The local meat packing guys use HSS blades for their "breakdown" knives and they seem to keep a wicked edge with minimal stropping throughout the day- Unknown what the specific alloy is for their HSS.

Any hazards or pitfalls with making a fillet or boning style knife I should be aware of? Does the Tungsten HSS flex well or is it brittle?

Thanks and I look forward to hearing what you guys think!

Kerri
 
I dont think you can forge tungsten into a new shape. Isnt it sintered in a way?
 
Wont be forging these- they are already thin and waterjet will profile them-
 
Would "Tungsten HSS" not be more likely to signify, well a hot working steel rich in tungsten, than pure tungsten?

BTW, there are interesting reads about tungsten (and other not knife related metallurgy) in old books (some of them can be found online) on vacuum tube design (yep, electronics)....
 
I dont think you can forge tungsten into a new shape. Isnt it sintered in a way?

Oh i misread your post thinking you said bits, not saw blades. Is the whole blade tungsten or just the teeth?
 
My advice is to not bother with mystery steel, or make a small blade by cold working it as it's currently HT(or you can actually grind pretty aggressively with hss, but anyway) and test it. You're not going to want to guess a new heat treatment without knowing composition.
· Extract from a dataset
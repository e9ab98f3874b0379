pub mod app;
pub mod db;

pub use app::AppConfig;
pub use db::{db_url, DbKind, DbOwner, RuntimeEnv};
If you want to make with hss, there are some available easily sourced, that are popular for blades, like m4.
 
With sawblades often only the tips are Tungsten carbides in a steel matrix. If it is in the whole blade i would say it is probably quite brittle. If you have a boxfull then what is stopping you from bending one until it breaks. Just based on the bend radius at breaking point you can find decent approximations for steel strength, which translates to hardness. Mechanical engineering and metallurgy books have charts for that. If you can hold it by one end and hit the edge of a table hard with the flat side of the opposite end without breaking it you are good with the brittleness. If you can bend it to a right angle permanently without heating it, it is softsteel with hardened teeth and essentially useless for knifemaking. If it doesnt snap when you hit it but it breaks when you bend it then it can potentially make a pretty sweet knife. Back in Suriname where i used to live old sawblades were the only source of metal stock available. Only stock removak work though never seen anyone do heat or forging on it.
 
I would not waste my time and effort in a piece of steelbI can not identify unless you have large quantity of it and plan to use it regularly (thinking if guys like bloodroot blades)
 
Would "Tungsten HSS" not be more likely to signify, well a hot working steel rich in tungsten, than pure tungsten?
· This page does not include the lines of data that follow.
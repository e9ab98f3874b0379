//! Operator directory and profile edits.

use sea_orm::{ConnectionTrait, TransactionTrait};
use tracing::info;

use crate::adapters::operators_sea::OperatorUpdate;
use crate::db::txn::with_nested_txn;
use crate::domain::actor::Actor;
use crate::domain::pagination::{Page, PageMeta, PageRequest};
use crate::errors::domain::{DomainError, ForbiddenKind, ValidationKind};
use crate::repos::memberships::{self, Membership};
use crate::repos::operators::{self, Operator};

pub const MAX_NICKNAME_LEN: usize = 30;
pub const MAX_FULL_NAME_LEN: usize = 255;
pub const MAX_PHONE_LEN: usize = 20;
pub const MAX_AVATAR_URL_LEN: usize = 500;
pub const SEARCH_LIMIT: u64 = 10;

#[derive(Debug, Clone, PartialEq, Eq)]
pub struct OperatorProfile {
    pub operator: Operator,
    pub squads: Vec<Membership>,
}

fn invalid(detail: impl Into<String>) -> DomainError {
    DomainError::validation(ValidationKind::InvalidField, detail)
}

fn validate_patch(patch: &OperatorUpdate) -> Result<(), DomainError> {
    if let Some(nickname) = &patch.nickname {
        let len = nickname.trim().chars().count();
        if len == 0 || len > MAX_NICKNAME_LEN {
            return Err(invalid(format!(
                "nickname must be between 1 and {MAX_NICKNAME_LEN} characters"
            )));
        }
    }
    let limits = [
        ("fullName", patch.full_name.as_deref(), MAX_FULL_NAME_LEN),
        ("phone", patch.phone.as_deref(), MAX_PHONE_LEN),
        ("avatarUrl", patch.avatar_url.as_deref(), MAX_AVATAR_URL_LEN),
    ];
    for (field, value, max) in limits {
        if value.is_some_and(|v| v.chars().count() > max) {
            return Err(invalid(format!("{field} must be at most {max} characters")));
        }
    }
    Ok(())
}

pub struct OperatorService;

impl OperatorService {
    pub fn new() -> Self {
        Self
    }

    pub async fn list_operators<C: ConnectionTrait + Send + Sync>(
        &self,
        conn: &C,
        request: PageRequest,
    ) -> Result<Page<Operator>, DomainError> {
        let (data, total) =
            operators::list_active(conn, request.offset(), request.limit).await?;
        Ok(Page {
            data,
            meta: PageMeta::new(request, total),
        })
    }

    /// Case-insensitive match on nickname or full name. Blank queries
    /// match nothing.
    pub async fn search<C: ConnectionTrait + Send + Sync>(
        &self,
        conn: &C,
        q: &str,
    ) -> Result<Vec<Operator>, DomainError> {
        let q = q.trim();
        if q.is_empty() {
            return Ok(Vec::new());
        }
        operators::search_active(conn, q, SEARCH_LIMIT).await
    }

    pub async fn get_operator<C: ConnectionTrait + Send + Sync>(
        &self,
        conn: &C,
        operator_id: i64,
    ) -> Result<OperatorProfile, DomainError> {
        let operator = operators::require_active_operator(conn, operator_id).await?;
        let squads = memberships::list_memberships(conn, operator_id).await?;
        Ok(OperatorProfile { operator, squads })
    }

    /// Operators edit their own profile; admins edit anyone's.
    pub async fn update_operator<C: TransactionTrait>(
        &self,
        conn: &C,
        actor: Actor,
        operator_id: i64,
        patch: OperatorUpdate,
    ) -> Result<Operator, DomainError> {
        if actor.id != operator_id && !actor.is_admin() {
            return Err(DomainError::forbidden(
                ForbiddenKind::NotOwner,
                format!("Operator {} may not edit operator {operator_id}", actor.id),
            ));
        }
        validate_patch(&patch)?;

        with_nested_txn(conn, |txn| {
            Box::pin(async move {
                let current = operators::require_active_operator(txn, operator_id).await?;
                if patch.is_empty() {
                    return Ok(current);
                }
                let patch = OperatorUpdate {
                    nickname: patch.nickname.map(|n| n.trim().to_string()),
                    ..patch
                };
                let operator = operators::update_profile(txn, operator_id, patch).await?;
                info!(operator_id, edited_by = actor.id, "Operator profile updated");
                Ok(operator)
            })
        })
        .await
    }

    pub async fn deactivate<C: TransactionTrait>(
        &self,
        conn: &C,
        operator_id: i64,
    ) -> Result<(), DomainError> {
        with_nested_txn(conn, |txn| {
            Box::pin(async move {
                operators::require_active_operator(txn, operator_id).await?;
                operators::set_active(txn, operator_id, false).await?;
                info!(operator_id, "Operator deactivated");
                Ok(())
            })
        })
        .await
    }
}

impl Default for OperatorService {
    fn default() -> Self {
        Self::new()
    }
}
BTW, there are interesting reads about tungsten (and other not knife related metallurgy) in old books (some of them can be found online) on vacuum tube design (yep, electronics)....

True- the 1950's through mid 1960's HSS with Wo was usually a 1095 base with about 18% Wo added from what I can gather- and the "Tungsten" filament was the standard of "Flash" photography for many years- it has a warm cast yellow-orange in the visible spectrum.

I have downloaded several of these texts as well as found a company in Italy that decries a 70 Rockwell hardness to their Tungsten Carbide blades... Thanks for the info and Ill keep reading too!
 
Oh i misread your post thinking you said bits, not saw blades. Is the whole blade tungsten or just the teeth?

No worries Jessf- whole blade is tungsten "silver steel" according to the marketing materials- and based on my initial testing.
 
My advice is to not bother with mystery steel, or make a small blade by cold working it as it's currently HT(or you can actually grind pretty aggressively with hss, but anyway) and test it. You're not going to want to guess a new heat treatment without knowing composition.

If you want to make with hss, there are some available easily sourced, that are popular for blades, like m4.

Thanks RD- I already have some M4 and M2 on order- these are a bit nostalgic as they were from an older gent that was a mentor. His family is the one who gave me the box after they were cleaning out his tool shed. I as well "inherited a variety of known steels for other uses as well.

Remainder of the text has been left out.